A Nice Break – a 1971 Dunhill Shell 53 F/T Group 3 Bent Billiard

Breathing Life into a 1971 Dunhill Shell 53 F/T Group 3 Bent Billiard

Blog by Steve Laug

The next pipe on the table came to us from an estate that Jeff and I purchased from an old pipeman in the St. Louis, Missouri in the US. It is a Dunhill Shell Bent Billiard that is in decent condition. It still has the tag in the bowl from the time the older gentleman purchased it. It is stamped on a smooth panel on the underside of the shank. On the heel of the bowl it is stamped with the shape number 53F/T followed by Dunhill Shell [over] Made in England11. That is followed by 3 in a circle followed by S for shell. Interpreting that stamp it is as follows: The 53 is the shape for a bent billiard and the F/T is the stem shape – a Fish Tail stem. The Dunhill Shell is the finish which is corroborated the S at the end of the stamping. The 11 following the D of England gives the date the pipe was made and identifies it as 1971. The stamping is clear and readable. The pipe has a mix of brown stains on a sandblast finish and some amazing grain that the shape follows well. The finish was dirty with dust around the nooks and crannies of the sandblast. The bowl had been reamed and cleaned before the older gentleman purchased it. The stem was lightly oxidized but there were no tooth marks or chatter. The stem has the Dunhill White Spot logo on the top of the taper stem. I took photos of the pipe to show what it looked like before I started working on it. I took photos of the bowl and rim top to show how clean they were and of the stem to show the light oxidation and lack of damages to the surface of the stem on either side.The stamping on the underside of the shank is shown in the photo below. It looks very good and readable. It reads as noted and explained above.I took a photo of the pipe as a whole including the label that was in the bowl when we received it. It is fascinating to see that when he purchased the pipe he paid $300USD for it. He had said he picked it used in the 1970s. The shape number on the tag is incorrect and should read 53 instead of 63. I turned to Pipedia’s section on Dunhill Root Briar to get a bit of background on the Duhill finishes (https://pipedia.org/wiki/Dunhill#Root_Briar). I quote:


A deep craggy sandblast with a black stain finish (usually made using Algerian briar) – the color of the stain used has varied over the years. Although there is some doubt as to them being the first to sandblast pipes, Dunhill’s Shell pipes, and the sandblasting techniques developed to create them are considered one of Dunhill’s greatest and most lasting contributions to the art of pipe making.

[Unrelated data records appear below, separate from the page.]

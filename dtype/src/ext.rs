use super::*;

/// Host Rust types that can be viewed as buffer elements.
///
/// The `Pod` bound lets buffers hand out typed slices over their raw storage.
pub trait HasDType: bytemuck::Pod + Send + Sync + 'static {
    const DTYPE: DType;
}

macro_rules! impl_dtype_ext {
    ($($ty:ty => $dtype:expr),* $(,)?) => {
        $(impl HasDType for $ty { const DTYPE: DType = $dtype; })*
    };
}

// `bool` is not `Pod`; boolean buffers are read and written as `u8`.
impl_dtype_ext! {
    i8 => DType::Int8, i16 => DType::Int16, i32 => DType::Int32, i64 => DType::Int64,
    u8 => DType::UInt8, u16 => DType::UInt16, u32 => DType::UInt32, u64 => DType::UInt64,
    f32 => DType::Float32, f64 => DType::Float64,
}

The documented history of Dunhill’s inception of the Shell is largely limited to patent applications — there are no catalog pages or advertisements promoting blasted pipes at the time. The preliminary work on the English patent (No. 1484/17) was submitted on October 13, 1917. The patent submission was completed half a year later, on April 12, 1918, followed by the granting of the English patent on October 14, 1918. This was less than a month before the end of The Great War on November 11th.

In 1986 Dunhill released a line of premium Shell finish pipes – “RING GRAIN”. These are high-quality straight grain pipes which are sandblasted. Initially only Ring Grain, but now in two different finishes. In 1995 the “Shilling” was introduced with Cumberland finish – it is an extremely rare series. These pipes exhibit a deeper blast characteristic of that of the 1930’s – mid-1960’s (and the limited ‘deep blast’ pipes of the early 1980s) and show a fine graining pattern. These are considered the best new Dunhills by many enthusiasts today and are very rare. The finish is sometimes described as tasting like vanilla at first, with the taste becoming more normal or good as the pipe breaks in.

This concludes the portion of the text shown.